Lastly, thanks to its graceful oval, this cocoon [[304]]seems rather the product of some elaborate manufacture than that of a grub. To any one unacquainted with the secret, the cocoons which I had built with blotting-sand might have been jewels of some unknown workmanship, great beads studded with golden spots on a lapis-lazuli ground, destined to form the necklace of a Polynesian belle. [[305]]

[[Contents]]

Chapter xvii

THE RETURN TO THE NEST

The Ammophila sinking her well at a late hour of the day leaves her work, after closing the orifice with a stone lid, flits away from flower to flower, goes to another part of the country, and yet next day is able to come back with her caterpillar to the home excavated on the day before, notwithstanding the unfamiliar locality, which is often quite new to her. The Bembex, laden with game, alights with almost mathematical precision on the threshold of her door, which is blocked with sand and indistinguishable from the rest of the sandy expanse. Where my sight and recollection are at fault, their eyes and their memory possess a sureness that is very nearly infallible. One would think that insects had something more subtle than mere remembrance, a kind of intuition for places to which we have nothing similar, in short, an indefinable faculty which I call memory, failing any other expression to denote it. There can be no name for the unknown. In order to throw if possible [[306]]a little light on this detail of animal psychology, I made a series of experiments which I will now describe.[1]

The first has for its subject the Great Cerceris, who hunts Cleonus-weevils. About ten o’clock in the morning I catch twelve females, all belonging to the same colony and at work on the same bank, busy digging burrows or victualling them. Each prisoner is placed separately in a little paper bag and the whole lot put in a box. I walk about a mile and a half from the site of the nests and then release my Cerceres, first taking care, so that I may know them later, to mark them with a white dot in the middle of the thorax, using a straw dipped in indelible paint.
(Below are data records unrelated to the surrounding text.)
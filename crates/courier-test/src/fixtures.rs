//! Sample events and subscribers.

use courier_events::{
    Cancellable, Event, ListenerSpec, Method, Order, Subscriber, Supertype, TypeKey,
};

use crate::mocks::CallLog;

/// A plain event that records the listeners it visited.
#[derive(Debug, Clone, Default, PartialEq, Eq)]
pub struct Ping {
    /// Names of the listeners that saw this event, in call order.
    pub seen: Vec<String>,
}

impl Ping {
    /// Append a listener name.
    pub fn mark(&mut self, name: impl Into<String>) {
        self.seen.push(name.into());
    }
}

impl Event for Ping {}

/// A cancellable event.
#[derive(Debug, Clone, Default, PartialEq, Eq)]
pub struct Guarded {
    /// Cancellation flag.
    pub cancelled: bool,
    /// Names of the listeners that saw this event, in call order.
    pub seen: Vec<String>,
}

impl Guarded {
    /// Append a listener name.
    pub fn mark(&mut self, name: impl Into<String>) {
        self.seen.push(name.into());
    }
}

impl Cancellable for Guarded {
    fn is_cancelled(&self) -> bool {
        self.cancelled
    }

    fn set_cancelled(&mut self, cancelled: bool) {
        self.cancelled = cancelled;
    }
}

impl Event for Guarded {
    fn as_cancellable(&self) -> Option<&dyn Cancellable> {
        Some(self)
    }

    fn as_cancellable_mut(&mut self) -> Option<&mut dyn Cancellable> {
        Some(self)
    }
}

/// A cancellable generic event whose discriminator is chosen at runtime.
#[derive(Debug, Clone, Default)]
pub struct Tagged {
    tag: Option<TypeKey>,
    /// Cancellation flag.
    pub cancelled: bool,
    /// Names of the listeners that saw this event, in call order.
    pub seen: Vec<String>,
}

impl Tagged {
    /// An event tagged with `T`.
    #[must_use]
    pub fn of<T: ?Sized + 'static>() -> Self {
        Self {
            tag: Some(TypeKey::of::<T>()),
            ..Self::default()
        }
    }

    /// An event with no tag.
    #[must_use]
    pub fn untagged() -> Self {
        Self::default()
    }

    /// Append a listener name.
    pub fn mark(&mut self, name: impl Into<String>) {
        self.seen.push(name.into());
    }
}

impl Cancellable for Tagged {
    fn is_cancelled(&self) -> bool {
        self.cancelled
    }

    fn set_cancelled(&mut self, cancelled: bool) {
        self.cancelled = cancelled;
    }
}

impl Event for Tagged {
    fn as_cancellable(&self) -> Option<&dyn Cancellable> {
        Some(self)
    }

    fn as_cancellable_mut(&mut self) -> Option<&mut dyn Cancellable> {
        Some(self)
    }

    fn generic_type(&self) -> Option<TypeKey> {
        self.tag
    }
}

/// Supertype of [`Derived`].
#[derive(Debug, Clone, Default, PartialEq, Eq)]
pub struct Base {
    /// Names of the listeners that saw the base view, in call order.
    pub seen: Vec<String>,
}

impl Event for Base {}

/// An event that declares [`Base`] as its supertype.
#[derive(Debug, Clone, Default, PartialEq, Eq)]
pub struct Derived {
    /// The base view handed to `Base` listeners.
    pub base: Base,
    /// Names of the `Derived` listeners that saw this event.
    pub seen: Vec<String>,
}

impl AsMut<Base> for Derived {
    fn as_mut(&mut self) -> &mut Base {
        &mut self.base
    }
}

impl Event for Derived {
    fn supertypes() -> Vec<Supertype> {
        vec![Supertype::of::<Self, Base>()]
    }
}

/// A subscriber with two instance handlers and one associated handler.
///
/// - `on_ping` (`Normal`) marks `"{name}:ping"`;
/// - `on_guarded` (`Late`) marks `"{name}:guarded"`;
/// - `audit` (`First`, associated) marks `"audit"`;
/// - `replay` is not a handler.
///
/// Every call is also appended to the shared [`CallLog`].
#[derive(Debug, Clone)]
pub struct Recorder {
    /// Prefix for marks.
    pub name: &'static str,
    /// Shared call log.
    pub log: CallLog,
}

impl Recorder {
    /// A recorder writing to `log`.
    #[must_use]
    pub fn new(name: &'static str, log: CallLog) -> Self {
        Self { name, log }
    }

    fn on_ping(&self, ping: &mut Ping) {
        let mark = format!("{}:ping", self.name);
        self.log.record(&mark);
        ping.mark(mark);
    }

    fn on_guarded(&self, guarded: &mut Guarded) {
        let mark = format!("{}:guarded", self.name);
        self.log.record(&mark);
        guarded.mark(mark);
    }

    fn audit(ping: &mut Ping) {
        ping.mark("audit");
    }

    fn replay(&self, ping: &mut Ping) {
        ping.mark(format!("{}:replay", self.name));
    }
}

impl Subscriber for Recorder {
    fn methods() -> Vec<Method> {
        vec![
            Method::instance("on_ping", Recorder::on_ping).with_listener(ListenerSpec::new()),
            Method::instance("on_guarded", Recorder::on_guarded)
                .with_listener(ListenerSpec::new().with_order(Order::Late)),
            Method::associated::<Recorder, _, _>("audit", Recorder::audit)
                .with_listener(ListenerSpec::new().with_order(Order::First)),
            // Not a handler: no listener spec.
            Method::instance("replay", Recorder::replay),
        ]
    }
}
The Wasps fly only a few yards away, in every direction, one here, another there; they settle on blades of grass, pass their fore-tarsi over their eyes for a moment, as though dazzled by the bright sunshine to which they have suddenly been restored; then they take flight, some sooner, some later, and all, without hesitation, make straight for the south, that is to say, for home. Five hours later I return to the common site of the nests. I am hardly there when I see two of my Cerceres with white dots working at [[307]]the burrows; soon a third arrives from the fields, with a Weevil between her legs; a fourth is not slow in following. The recognition of four out of twelve in less than fifteen minutes was enough to convince me. I thought it unnecessary to wait any longer. What four could do the others would do, if they had not already done it; and I was quite at liberty to presume that the absent eight were out hunting or else hidden in their underground galleries. Therefore, carried for a mile and a half in a direction and by a road of which they could not have taken cognizance in their paper prisons, the Cerceres, or at least some of them, had returned home.

I do not know how far the Cerceres’ hunting-grounds extend; and it is possible that they know the country more or less over a radius of a mile and a half. In that case, they would not have felt sufficiently lost at the spot to which I moved them and they would have got home by their acquired local knowledge. The experiment had to be repeated, at a greater distance and from a starting-point which the Wasp could not be suspected of knowing.

I therefore take nine female Cerceres from the same group of burrows that supplied me in the morning. Three of them had just been subjected to the previous test. They were again [[308]]carried in a dark box, each insect enclosed in its paper bag. The starting-point selected is the nearest town, Carpentras, which lies at about two miles from the burrow. I am to release my insects not among the fields, as on the first occasion, but absolutely in the street, in the centre of a crowded neighbourhood, where the Cerceres, with their rustic habits, had certainly never penetrated. As the day is already far advanced, I postpone the experiments; and my captives spend the night in their prison-cells.

Next morning, at about eight, I mark them on the thorax with two white spots, to distinguish them from yesterday’s lot, who were marked with only one; and I set them free, one after the other, in the middle of the street. Each Cerceris released first shoots straight up between the two rows of houses, as though to escape as soon as possible from the narrow street and gain the spacious horizons; then, rising above the roofs, she at once darts away vigorously towards the south. And it was from the south that I brought them; it is in the south that their burrows are. Nine times, with nine prisoners, freed one after the other, I had this striking instance of the way in which the insect stranded far from home takes without hesitation the right direction for returning to the nest.